A clarification of the difference between EuP and ErP can be found below:
- Energy-using Products (EuPs), which use, generate, transfer or measure energy (e.g. electricity, gas, fossil fuel), including consumer goods such as boilers, water heaters, computers, televisions, and industrial products such as transformers, industrial fans and industrial furnaces.
- Energy related Products (ErPs) which do not necessarily use energy but have an impact on energy and can, therefore, contribute to saving energy, such as windows, insulation material or bathroom devices (e.g. shower heads, taps).
This also applies to power converters and supplies that are connected to a mains AC socket which is switched on (live) but no device is connected to the output. A mobile-phone charger would be an example of this type of power supply or an internal power supply unit (PSU) where the device is in a low-power mode such as sleep or standby.

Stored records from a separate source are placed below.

//! `pcc`: the Pascal-to-P-Code compiler command-line driver.
//!
//! Parses a single Pascal source file and emits either a debug text dump of
//! the collected opcodes or a JSON diagnostics report, depending on
//! `--emit`.

use std::fs;
use std::path::PathBuf;
use std::process::ExitCode;

use clap::{Parser, ValueEnum};

use pcc_front::objectsink::VecSink;

/// Command-line interface for the Pascal-to-P-Code front end.
#[derive(Parser)]
#[command(name = "pcc")]
#[command(about = "Single-pass Pascal-to-P-Code compiler front end", long_about = None)]
#[command(version)]
struct Cli {
    /// Path to the Pascal source file to compile.
    input: PathBuf,

    /// What to print on success.
    #[arg(long, value_enum, default_value_t = EmitFormat::Text)]
    emit: EmitFormat,

    /// Print diagnostics as JSON even when there are none.
    #[arg(long)]
    always_diagnostics: bool,

    /// Include-file search directories. Accepted for compatibility with the
    /// driver contract; unused until the tokenizer grows `{$I file}`
    /// inclusion.
    #[arg(short = 'I', long = "include")]
    include_dirs: Vec<PathBuf>,
}

#[derive(Clone, Copy, PartialEq, Eq, ValueEnum)]
enum EmitFormat {
    /// Human-readable opcode and symbol dump.
    Text,
    /// Machine-readable diagnostics only.
    Json,
}

fn main() -> ExitCode {
    env_logger::init();
    let cli = Cli::parse();
    if !cli.include_dirs.is_empty() {
        log::debug!("include directories {:?} accepted but not yet consulted", cli.include_dirs);
    }

    let source = match fs::read_to_string(&cli.input) {
        Ok(s) => s,
        Err(e) => {
            eprintln!("pcc: cannot read {}: {e}", cli.input.display());
            return ExitCode::FAILURE;
        }
    };

    let mut sink = VecSink::new();
    let source_path = cli.input.display().to_string();
    let result = pcc_front::compile(&source, &source_path, &mut sink);

    match cli.emit {
        EmitFormat::Json => {
            let diagnostics_json = serde_json::to_string_pretty(&result.diagnostics)
                .unwrap_or_else(|_| "[]".to_string());
            println!("{diagnostics_json}");
        }
        EmitFormat::Text => {
            for diag in &result.diagnostics {
                eprintln!("{:?}: {} ({}..{})", diag.kind, diag.message, diag.span.start, diag.span.end);
            }
            if cli.always_diagnostics || result.diagnostics.is_empty() {
                println!("opcodes: {}", sink.opcodes.len());
                println!("symbols: {}", sink.symbols.len());
                println!("ro_data bytes: {}", sink.ro_data.len());
            }
        }
    }

    if result.diagnostics.is_empty() {
        ExitCode::SUCCESS
    } else {
        ExitCode::FAILURE
    }
}
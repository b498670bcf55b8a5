//! Pascal front end: tokenizer collaborator, symbol table, expression-type
//! lattice, single-pass statement/expression codegen, and the P-Code
//! emitter and object-sink contract.

pub mod analysis;
pub mod codegen;
pub mod compile;
pub mod diagnostic;
pub mod emitter;
pub mod lexer;
pub mod objectsink;
pub mod symtab;
pub mod token;

pub use compile::{compile, CompileResult};
pub use diagnostic::{Diagnostic, DiagnosticBag, DiagnosticKind};
pub use objectsink::{ObjectSink, VecSink};
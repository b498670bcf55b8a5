//! Static-semantics helpers shared by the expression and statement compilers.

pub mod types;

pub use types::{ExprBase, ExprType};
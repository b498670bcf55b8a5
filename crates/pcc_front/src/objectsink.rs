//! Object-sink collaborator contract (`spec.md` §2, §6.2).
//!
//! The front end never writes bytes to an output file directly; it hands
//! opcode, relocation, symbol, debug-info, and RO-data records to whatever
//! implements [`ObjectSink`]. That keeps the emitter ignorant of the actual
//! object format, and lets tests use the in-memory [`VecSink`] instead of a
//! real linker-compatible writer.

use crate::emitter::Opcode;

#[derive(Debug, Clone, Copy, PartialEq, Eq)]
pub enum SinkSymbolKind {
    Data,
    Proc,
    Func,
}

#[derive(Debug, Clone, Copy, PartialEq, Eq)]
pub enum SinkSymbolFlags {
    None,
    Undefined,
}

#[derive(Debug, Clone)]
pub struct SymbolEntry {
    pub kind: SinkSymbolKind,
    pub flags: SinkSymbolFlags,
    pub name: String,
    pub value: i32,
    pub size: u32,
}

/// What a relocation patches (`spec.md` §6.2: "a relocation record ties a
/// reference back to an imported symbol").
#[derive(Debug, Clone, Copy, PartialEq, Eq)]
pub enum RelocKind {
    DataLoadStore,
    ProcCall,
}

#[derive(Debug, Clone)]
pub struct DebugInfo {
    pub label: crate::emitter::LabelId,
    pub return_size: u32,
    pub param_sizes: Vec<u32>,
}

#[derive(Debug, Clone, Default)]
pub struct FileHeader {
    pub program_name: String,
    pub source_path: String,
}

/// The collaborator the [`crate::emitter::Emitter`] feeds every output
/// record to.
pub trait ObjectSink {
    fn emit_opcode(&mut self, op: Opcode);
    fn add_relocation(&mut self, kind: RelocKind, symbol: u32, addend: i32);
    /// Returns the assigned symbol index.
    fn add_symbol(&mut self, entry: SymbolEntry) -> u32;
    fn add_debug_info(&mut self, info: DebugInfo);
    fn add_line_number(&mut self, file: u32, line: u32);
    /// Returns the byte offset the string was placed at.
    fn add_ro_data_string(&mut self, bytes: &[u8]) -> u32;
    fn set_file_header(&mut self, header: FileHeader);
}

/// In-memory sink used by tests and by the CLI's `--emit=text` debug mode.
#[derive(Debug, Default)]
pub struct VecSink {
    pub opcodes: Vec<Opcode>,
    pub relocations: Vec<(RelocKind, u32, i32)>,
    pub symbols: Vec<SymbolEntry>,
    pub debug_info: Vec<DebugInfo>,
    pub line_numbers: Vec<(u32, u32)>,
    pub ro_data: Vec<u8>,
    pub header: FileHeader,
}

impl VecSink {
    pub fn new() -> Self {
        Self::default()
    }
}

impl ObjectSink for VecSink {
    fn emit_opcode(&mut self, op: Opcode) {
        self.opcodes.push(op);
    }

    fn add_relocation(&mut self, kind: RelocKind, symbol: u32, addend: i32) {
        self.relocations.push((kind, symbol, addend));
    }

    fn add_symbol(&mut self, entry: SymbolEntry) -> u32 {
        let idx = self.symbols.len() as u32;
        self.symbols.push(entry);
        idx
    }

    fn add_debug_info(&mut self, info: DebugInfo) {
        self.debug_info.push(info);
    }

    fn add_line_number(&mut self, file: u32, line: u32) {
        self.line_numbers.push((file, line));
    }

    fn add_ro_data_string(&mut self, bytes: &[u8]) -> u32 {
        let offset = self.ro_data.len() as u32;
        self.ro_data.extend_from_slice(bytes);
        offset
    }

    fn set_file_header(&mut self, header: FileHeader) {
        self.header = header;
    }
}

#[cfg(test)]
mod tests {
    use super::*;

    #[test]
    fn add_symbol_returns_sequential_indices() {
        let mut sink = VecSink::new();
        let a = sink.add_symbol(SymbolEntry {
            kind: SinkSymbolKind::Data,
            flags: SinkSymbolFlags::None,
            name: "a".into(),
            value: 0,
            size: 4,
        });
        let b = sink.add_symbol(SymbolEntry {
            kind: SinkSymbolKind::Proc,
            flags: SinkSymbolFlags::Undefined,
            name: "b".into(),
            value: 0,
            size: 0,
        });
        assert_eq!(a, 0);
        assert_eq!(b, 1);
    }

    #[test]
    fn add_ro_data_string_returns_appended_offset() {
        let mut sink = VecSink::new();
        let first = sink.add_ro_data_string(b"hello");
        let second = sink.add_ro_data_string(b"world");
        assert_eq!(first, 0);
        assert_eq!(second, 5);
    }
}
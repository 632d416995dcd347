//! Deterministic visual code for ticket payloads.
//!
//! [`encode`] turns a payload into a square grid of dark/light cells. Three
//! corners carry a fixed finder pattern so a scanner can orient the code; all
//! other cells are filled from a per-cell hash of the payload.
//!
//! This is a decorative placeholder, not a standard 2D barcode: there is no
//! error correction and no symbol format. The same payload and size always
//! produce the same grid.

use crate::error::{Result, TicketError};
use serde::Serialize;

/// Smallest accepted grid size
pub const MIN_GRID_SIZE: usize = 21;

/// Side length of each finder pattern
pub const FINDER_SIZE: usize = 7;

/// Square boolean grid produced by [`encode`]
///
/// `true` is a dark (filled) cell. Cells are stored row-major.
#[derive(Clone, Debug, PartialEq, Eq, Hash, Serialize)]
pub struct CodeMatrix {
    size: usize,
    cells: Vec<bool>,
}

impl CodeMatrix {
    /// Number of rows (and columns)
    #[must_use]
    pub const fn size(&self) -> usize {
        self.size
    }

    /// Cell at `(row, col)`, `None` when out of bounds
    #[must_use]
    pub fn get(&self, row: usize, col: usize) -> Option<bool> {
        if row < self.size && col < self.size {
            self.cells.get(row * self.size + col).copied()
        } else {
            None
        }
    }

    /// Iterates over the rows, top to bottom
    pub fn rows(&self) -> impl Iterator<Item = &[bool]> {
        self.cells.chunks(self.size)
    }

    /// Number of dark cells
    #[must_use]
    pub fn dark_count(&self) -> usize {
        self.cells.iter().filter(|&&dark| dark).count()
    }

    /// Checks if `(row, col)` lies inside one of the three finder regions
    #[must_use]
    pub const fn is_reserved(&self, row: usize, col: usize) -> bool {
        finder_offset(self.size, row, col).is_some()
    }

    /// Renders the grid as text, one line per row
    #[must_use]
    pub fn render_text(&self, dark: char, light: char) -> String {
        let mut out = String::with_capacity(self.size * (self.size + 1));
        for row in self.rows() {
            out.extend(row.iter().map(|&cell| if cell { dark } else { light }));
            out.push('\n');
        }
        out
    }
}

/// Encodes `payload` into a `grid_size × grid_size` matrix
///
/// # Errors
///
/// Returns [`TicketError::EncodingSize`] when `grid_size` is even or below
/// [`MIN_GRID_SIZE`].
pub fn encode(payload: &str, grid_size: usize) -> Result<CodeMatrix> {
    if grid_size < MIN_GRID_SIZE || grid_size % 2 == 0 {
        return Err(TicketError::EncodingSize {
            grid_size,
            min: MIN_GRID_SIZE,
        });
    }

    let codes: Vec<u64> = payload.chars().map(|c| u64::from(u32::from(c))).collect();

    let cells = (0..grid_size * grid_size)
        .map(|index| {
            let (row, col) = (index / grid_size, index % grid_size);
            match finder_offset(grid_size, row, col) {
                Some((r, c)) => finder_cell(r, c),
                None => cell_hash(&codes, index as u64) % 2 != 0,
            }
        })
        .collect();

    tracing::trace!(grid_size, payload_len = codes.len(), "Encoded ticket payload");

    Ok(CodeMatrix {
        size: grid_size,
        cells,
    })
}

/// Position inside a finder region, if `(row, col)` falls in one
const fn finder_offset(size: usize, row: usize, col: usize) -> Option<(usize, usize)> {
    let top = row < FINDER_SIZE;
    let left = col < FINDER_SIZE;
    let right = col + FINDER_SIZE >= size;
    let bottom = row + FINDER_SIZE >= size;

    if top && left {
        Some((row, col))
    } else if top && right {
        Some((row, col + FINDER_SIZE - size))
    } else if bottom && left {
        Some((row + FINDER_SIZE - size, col))
    } else {
        None
    }
}

/// Concentric squares: filled border, empty ring, filled 3×3 centre
const fn finder_cell(row: usize, col: usize) -> bool {
    let center = FINDER_SIZE / 2;
    let dr = row.abs_diff(center);
    let dc = col.abs_diff(center);
    let ring = if dr > dc { dr } else { dc };
    ring != center - 1
}

/// Folds the payload's character codes, weighted by cell position
fn cell_hash(codes: &[u64], index: u64) -> u64 {
    let mut hash = index.wrapping_add(1).wrapping_mul(0x9E37_79B9_7F4A_7C15);
    for (i, &code) in codes.iter().enumerate() {
        let weight = index.wrapping_add(i as u64).wrapping_add(1);
        hash = hash
            .rotate_left(5)
            .wrapping_add(code.wrapping_mul(weight))
            .wrapping_mul(31);
    }

    // splitmix64 finalizer so neighbouring cells decorrelate
    hash ^= hash >> 30;
    hash = hash.wrapping_mul(0xBF58_476D_1CE4_E5B9);
    hash ^= hash >> 27;
    hash = hash.wrapping_mul(0x94D0_49BB_1331_11EB);
    hash ^ (hash >> 31)
}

Manufacturers must show an active interest in redesigning their products to lower the impacts associated with production. And, must also appropriately label products so that consumers can review product impacts.
The CB scheme is an international agreement among participating countries and certification organizations, which aims to facilitate trade by promoting harmonising national standards with a body of international standards.
This results in prescribed IEC standards which are equivalent core standards found in different parts of the world. A good example of this is IEC 60950-1, which sets to harmonise with global standards UL 60950-1, EN 60950-1 or BS 60950-1 to name a few.
Waste Electrical and Electronic Equipment Recycling WEEE – Current Mandatory Level: WEEE Regulations 2006
The EC introduced the WEEE Directive in 2005 to address the environmental impacts of unwanted electrical and electronic equipment at end-of-life disposal and it became law on January 2, 2007.
The directive aims to put the financial liability on the producers to manage the recycling of the unwanted equipment. A producer can be defined as a manufacturer, importer, supplier or seller of electrical or electronic products.